Now let's look at the dark side of laser pointers.

We can start by putting everything in perspective.  Anyone who's had a cat behavior consultation from me (or seen My Cat From Hell) knows how nuts I am about the importance of play therapy in a cat’s life.  For confidence building, a sense of bonding and routine, and expressing their core need to hunt, nothing works like a daily play session (not to mention the obvious cardiovascular and weight control benefits).

But so many cat guardians have related to me that they've had a rough time finding toys that their cats will focus intently on for the required 15 minutes (at least 15 minutes).

Then, one day, these beleaguered cat guardians discover that their play-finicky cat goes bonkers over a laser pointer.  Great, right?  What's the harm?

In one word – frustration.

Successful play therapy provides satisfaction on all levels of predation: not just stalking, but catching and "killing" as well.  When the pointer is used as the sole toy, the cat never actually CATCHES anything.  It may be amusing to us to watch them run around and around in circles, but remember, in the primitive cat mind, they live for the entire hunt, not just one aspect of it.

If they can't catch "the dot," and the dot is put away at your convenience, then there will be an “inappropriate victim” down the line: other cats in the house, or your ankles as you walk by.  It’s like winding up a jack-in-the-box and expecting the top not to blow off.  If used as the only toy in the cat's play life, the laser pointer can actually help promote further play aggression, and undo the benefits of play therapy.
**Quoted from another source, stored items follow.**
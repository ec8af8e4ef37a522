//! Shared clap helper types for CLI commands.

use barforge::{EccLevel, InputMode, RenderStyle, SymbologySpec};
use clap::ValueEnum;

/// Input interpretation flags.
#[derive(ValueEnum, Debug, Clone, Copy)]
pub enum InputModeArg {
    Data,
    Unicode,
    Gs1,
}

impl From<InputModeArg> for InputMode {
    fn from(value: InputModeArg) -> InputMode {
        match value {
            InputModeArg::Data => InputMode::Data,
            InputModeArg::Unicode => InputMode::Unicode,
            InputModeArg::Gs1 => InputMode::Gs1,
        }
    }
}

/// QR error-correction levels.
#[derive(ValueEnum, Debug, Clone, Copy)]
pub enum EccArg {
    #[value(name = "L", alias = "l")]
    L,
    #[value(name = "M", alias = "m")]
    M,
    #[value(name = "Q", alias = "q")]
    Q,
    #[value(name = "H", alias = "h")]
    H,
}

impl From<EccArg> for EccLevel {
    fn from(value: EccArg) -> EccLevel {
        match value {
            EccArg::L => EccLevel::L,
            EccArg::M => EccLevel::M,
            EccArg::Q => EccLevel::Q,
            EccArg::H => EccLevel::H,
        }
    }
}

/// Output formats for an encoded symbol.
#[derive(ValueEnum, Debug, Clone, Copy, PartialEq, Eq)]
pub enum FormatArg {
    Blocks,
    #[value(name = "ascii-01")]
    Ascii01,
    Plot,
    Json,
}

impl FormatArg {
    /// Grid rendering style, or `None` for JSON output.
    pub fn render_style(self) -> Option<RenderStyle> {
        match self {
            FormatArg::Blocks => Some(RenderStyle::Blocks),
            FormatArg::Ascii01 => Some(RenderStyle::Ascii01),
            FormatArg::Plot => Some(RenderStyle::Plot),
            FormatArg::Json => None,
        }
    }
}

/// Symbology given as a number (`8`) or a name (`code39`).
pub fn parse_symbology(input: &str) -> Result<SymbologySpec, String> {
    if let Ok(id) = input.trim().parse::<i32>() {
        return Ok(SymbologySpec::Id(id));
    }
    let named = SymbologySpec::Name(input.to_string());
    named.to_id().map_err(|err| err.to_string())?;
    Ok(named)
}
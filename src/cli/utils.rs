//! Convenience helpers shared across command handlers.

use std::fs;
use std::io::{self, Write};
use std::path::Path;

use anyhow::{Context, Result};

/// Persist a string either to a file or stdout when `-` is provided.
pub fn write_output(path: &Path, content: &str) -> Result<()> {
    if path.as_os_str() == "-" {
        io::stdout().write_all(content.as_bytes())?;
        return Ok(());
    }
    fs::write(path, content).with_context(|| format!("failed to write {}", path.display()))
}
use std::fmt;

use crate::{error::HeaderError, format::Format, scalar::ScalarType};

/// One scalar property of the `vertex` element.
///
/// `type_name` keeps the spelling used in the declaring header (`uchar` vs
/// `uint8`) so a regenerated header lists the type exactly as declared.
#[derive(Debug, Clone, PartialEq, Eq, Hash)]
pub struct PropertyDef {
    pub name: String,
    pub scalar: ScalarType,
    pub type_name: String,
}

impl PropertyDef {
    /// Property declared with the classic spelling of `scalar`.
    pub fn new(scalar: ScalarType, name: impl Into<String>) -> Self {
        Self {
            name: name.into(),
            scalar,
            type_name: scalar.canonical_name().to_string(),
        }
    }

    /// Property declared as `property <type_name> <name>`.
    pub fn parse(type_name: &str, name: impl Into<String>) -> Result<Self, HeaderError> {
        Ok(Self {
            name: name.into(),
            scalar: type_name.parse::<ScalarType>()?,
            type_name: type_name.to_string(),
        })
    }
}

impl fmt::Display for PropertyDef {
    fn fmt(&self, f: &mut fmt::Formatter<'_>) -> fmt::Result {
        write!(f, "property {} {}", self.type_name, self.name)
    }
}

/// Parsed PLY header, restricted to what the `vertex` element needs.
#[derive(Debug, Clone, PartialEq)]
pub struct Header {
    pub format: Format,
    pub version: String,
    pub vertex_count: usize,
    /// Scalar properties of `vertex`, in declaration order.
    pub vertex_properties: Vec<PropertyDef>,
    /// Every header line from `ply` to `end_header`, without terminators.
    pub raw_header_lines: Vec<String>,
    /// Byte offset of the first body byte.
    pub data_start_offset: u64,
}

impl Header {
    /// Bytes per `vertex` record.
    pub fn stride(&self) -> usize {
        self.vertex_properties.iter().map(|p| p.scalar.width()).sum()
    }

    pub fn property_names(&self) -> impl Iterator<Item = &str> {
        self.vertex_properties.iter().map(|p| p.name.as_str())
    }

    /// One-line-plus-names description of this header for operators.
    pub fn summary(&self, label: impl Into<String>) -> HeaderSummary<'_> {
        HeaderSummary {
            label: label.into(),
            header: self,
        }
    }
}

/// Display adapter returned by [`Header::summary`].
///
/// ```text
/// train.ply: format=binary_little_endian vertex=2 props=3
///   [x, y, z]
/// ```
pub struct HeaderSummary<'a> {
    label: String,
    header: &'a Header,
}

impl fmt::Display for HeaderSummary<'_> {
    fn fmt(&self, f: &mut fmt::Formatter<'_>) -> fmt::Result {
        let h = self.header;
        writeln!(
            f,
            "{}: format={} vertex={} props={}",
            self.label,
            h.format,
            h.vertex_count,
            h.vertex_properties.len()
        )?;
        let names: Vec<&str> = h.property_names().collect();
        write!(f, "  [{}]", names.join(", "))
    }
}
So remember to use the laser appropriately: as the first phase in two-phase play therapy.

Now, here's The Ugly.

If you do use a laser, be careful NOT to shine it directly into the cat’s eyes; lasers can damage the sensitive retina and cause blindness.  Also, be sure to supervise children when around the cat, and put the laser away in a safe place.

Even better, you can just use a small flashlight that has a very focused beam.  It's much safer.  And hey, you can even use it as a flashlight.  (Right?)

I hope you found this series informative and fun.  Happy hunting to you and your cat companions.